> **How to complete this task**:
Repeat the material exactly, every line of it.

> **Dataset section**:
*-*-*

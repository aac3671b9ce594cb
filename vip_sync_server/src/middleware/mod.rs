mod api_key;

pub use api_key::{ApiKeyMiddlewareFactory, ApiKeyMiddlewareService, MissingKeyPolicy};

*-*-*

> **Response below**:
repository aac3671b9ce594cb
filename vip_sync_server/src/middleware/mod.rs
mod api_key;

pub use api_key::{ApiKeyMiddlewareFactory, ApiKeyMiddlewareService, MissingKeyPolicy};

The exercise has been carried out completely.